The British company MoldMat Ltd. manufactures granulated white plastic at a plant in Britain and supplies it to a molding plant in Italy, where it is made into white garden chairs and tables. However, the molding process goes through intermittent phases when its product quality drops, leading to yield losses at both the polymer and the molding plants. When a crisis occurs, teams are formed to tackle the problem, but the problem usually disappears for no apparent reason.

After yet another mysterious crisis occurs and resolves itself, Carl Linton, a young engineer with black belt training in Six Sigma, is tasked to solve the problem once and for all. Together with a small project team, Carl identifies two characteristics (Ys) that are of paramount importance relative to quality and yield: the polymer's melt flow index (MFI) and its color index (CI).

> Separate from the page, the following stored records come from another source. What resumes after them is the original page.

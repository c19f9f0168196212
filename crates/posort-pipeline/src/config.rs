//! Pipeline configuration

/// Settings for one pipeline run, constructed once at startup and passed
/// by reference into the driver.
#[derive(Debug, Clone)]
pub struct AppConfig {
    /// Container / bucket holding the uploaded archives, the relocated
    /// documents, and the processing ledger.
    pub container: String,

    /// Destination folder name for documents whose manifest row carries no
    /// PO number.
    pub unknown_po_folder: String,
}

impl AppConfig {
    pub fn new(container: impl Into<String>, unknown_po_folder: impl Into<String>) -> Self {
        Self {
            container: container.into(),
            unknown_po_folder: unknown_po_folder.into(),
        }
    }
}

Carl and his team reanalyze data collected by the most recent crisis team. Because suspected relationships between the two responses and eight process factors fail to reveal themselves in this analysis, Carl suspects that measurement variation may be clouding results. Consequently, Carl and his team conduct Measurement System Analysis (MSA) studies on the measured Ys and Xs. The problematic variables turn out to be MFI (one of the two Ys) and filler concentration (one of the Xs).

Once the repeatability and reproducibility issues for these two variables are addressed, Carl and his team ...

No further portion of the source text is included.